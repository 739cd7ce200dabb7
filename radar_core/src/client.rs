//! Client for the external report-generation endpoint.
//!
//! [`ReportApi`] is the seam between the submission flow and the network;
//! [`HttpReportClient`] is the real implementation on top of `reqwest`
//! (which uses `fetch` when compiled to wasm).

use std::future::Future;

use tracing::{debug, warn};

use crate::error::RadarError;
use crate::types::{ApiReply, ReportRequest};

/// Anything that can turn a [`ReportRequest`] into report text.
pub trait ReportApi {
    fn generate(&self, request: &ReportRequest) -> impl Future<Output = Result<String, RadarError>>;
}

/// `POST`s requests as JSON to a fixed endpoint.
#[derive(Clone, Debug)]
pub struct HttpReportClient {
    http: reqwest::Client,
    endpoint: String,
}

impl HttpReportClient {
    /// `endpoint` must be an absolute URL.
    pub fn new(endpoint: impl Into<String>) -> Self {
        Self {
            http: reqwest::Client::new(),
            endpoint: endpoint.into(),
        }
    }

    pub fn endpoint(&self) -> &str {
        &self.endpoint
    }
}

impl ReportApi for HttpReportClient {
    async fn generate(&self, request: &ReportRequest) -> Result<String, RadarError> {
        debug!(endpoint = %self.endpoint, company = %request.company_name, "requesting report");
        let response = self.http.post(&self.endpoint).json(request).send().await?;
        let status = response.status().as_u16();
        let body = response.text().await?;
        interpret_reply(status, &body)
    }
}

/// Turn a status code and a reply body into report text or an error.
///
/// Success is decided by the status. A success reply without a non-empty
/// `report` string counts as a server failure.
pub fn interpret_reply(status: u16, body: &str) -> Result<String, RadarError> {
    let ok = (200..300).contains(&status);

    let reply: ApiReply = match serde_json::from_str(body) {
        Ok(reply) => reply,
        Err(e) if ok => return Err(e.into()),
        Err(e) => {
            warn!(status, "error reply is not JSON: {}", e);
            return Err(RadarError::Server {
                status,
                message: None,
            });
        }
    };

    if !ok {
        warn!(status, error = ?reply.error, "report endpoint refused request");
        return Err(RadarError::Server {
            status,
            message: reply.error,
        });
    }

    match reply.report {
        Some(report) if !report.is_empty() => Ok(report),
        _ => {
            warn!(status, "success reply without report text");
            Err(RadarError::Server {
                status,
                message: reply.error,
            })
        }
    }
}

****************************************

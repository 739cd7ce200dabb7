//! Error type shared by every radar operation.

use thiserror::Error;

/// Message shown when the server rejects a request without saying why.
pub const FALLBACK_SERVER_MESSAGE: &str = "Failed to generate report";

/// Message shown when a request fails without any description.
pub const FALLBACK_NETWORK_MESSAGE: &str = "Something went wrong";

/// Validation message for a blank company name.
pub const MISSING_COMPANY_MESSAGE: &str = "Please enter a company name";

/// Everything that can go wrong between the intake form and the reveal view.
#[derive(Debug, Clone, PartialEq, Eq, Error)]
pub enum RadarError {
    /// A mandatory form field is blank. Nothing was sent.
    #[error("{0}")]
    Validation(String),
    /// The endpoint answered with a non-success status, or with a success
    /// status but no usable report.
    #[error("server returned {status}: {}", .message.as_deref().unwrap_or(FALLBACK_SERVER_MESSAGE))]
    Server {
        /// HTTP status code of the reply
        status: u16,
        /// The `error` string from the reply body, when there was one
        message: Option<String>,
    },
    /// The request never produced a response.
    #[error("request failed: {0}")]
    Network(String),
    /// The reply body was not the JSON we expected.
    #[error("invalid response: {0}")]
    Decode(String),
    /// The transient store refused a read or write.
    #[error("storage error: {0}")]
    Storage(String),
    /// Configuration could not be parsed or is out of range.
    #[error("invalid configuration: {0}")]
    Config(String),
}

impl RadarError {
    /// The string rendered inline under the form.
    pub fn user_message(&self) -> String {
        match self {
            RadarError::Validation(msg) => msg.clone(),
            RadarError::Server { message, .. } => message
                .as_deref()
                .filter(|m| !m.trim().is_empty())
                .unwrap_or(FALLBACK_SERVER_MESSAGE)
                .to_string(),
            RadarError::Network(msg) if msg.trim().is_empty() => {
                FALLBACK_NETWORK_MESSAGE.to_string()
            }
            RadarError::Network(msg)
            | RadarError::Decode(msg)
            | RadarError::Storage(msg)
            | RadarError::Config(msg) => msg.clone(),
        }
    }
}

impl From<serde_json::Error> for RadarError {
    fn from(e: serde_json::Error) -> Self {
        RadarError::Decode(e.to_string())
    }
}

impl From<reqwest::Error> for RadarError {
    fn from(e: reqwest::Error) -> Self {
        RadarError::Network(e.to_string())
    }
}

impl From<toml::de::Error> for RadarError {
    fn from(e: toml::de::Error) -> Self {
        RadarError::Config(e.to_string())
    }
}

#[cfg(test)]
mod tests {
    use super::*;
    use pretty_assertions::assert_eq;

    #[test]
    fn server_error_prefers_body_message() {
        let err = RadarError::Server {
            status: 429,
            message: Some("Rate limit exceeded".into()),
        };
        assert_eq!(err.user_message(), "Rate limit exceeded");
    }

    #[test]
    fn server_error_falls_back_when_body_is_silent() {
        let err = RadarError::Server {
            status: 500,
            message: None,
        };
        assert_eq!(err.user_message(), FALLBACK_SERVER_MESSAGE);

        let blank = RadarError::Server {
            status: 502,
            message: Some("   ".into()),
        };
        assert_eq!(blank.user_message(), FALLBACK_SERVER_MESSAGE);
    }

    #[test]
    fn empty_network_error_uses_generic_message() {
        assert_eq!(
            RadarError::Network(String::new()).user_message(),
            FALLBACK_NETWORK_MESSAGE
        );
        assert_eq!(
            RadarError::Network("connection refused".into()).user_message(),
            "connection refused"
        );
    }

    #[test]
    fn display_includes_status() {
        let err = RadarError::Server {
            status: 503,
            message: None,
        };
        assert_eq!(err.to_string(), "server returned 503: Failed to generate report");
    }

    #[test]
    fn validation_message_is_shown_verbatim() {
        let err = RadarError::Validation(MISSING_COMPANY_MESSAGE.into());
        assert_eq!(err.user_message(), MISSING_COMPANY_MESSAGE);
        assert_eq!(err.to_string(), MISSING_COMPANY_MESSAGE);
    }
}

****************************************

- [Your task]: Go through the entries and copy every line that has "derive".

- [Task answer]:
#[derive(Clone, Debug)]
#[derive(Debug, Clone, PartialEq, Eq, Error)]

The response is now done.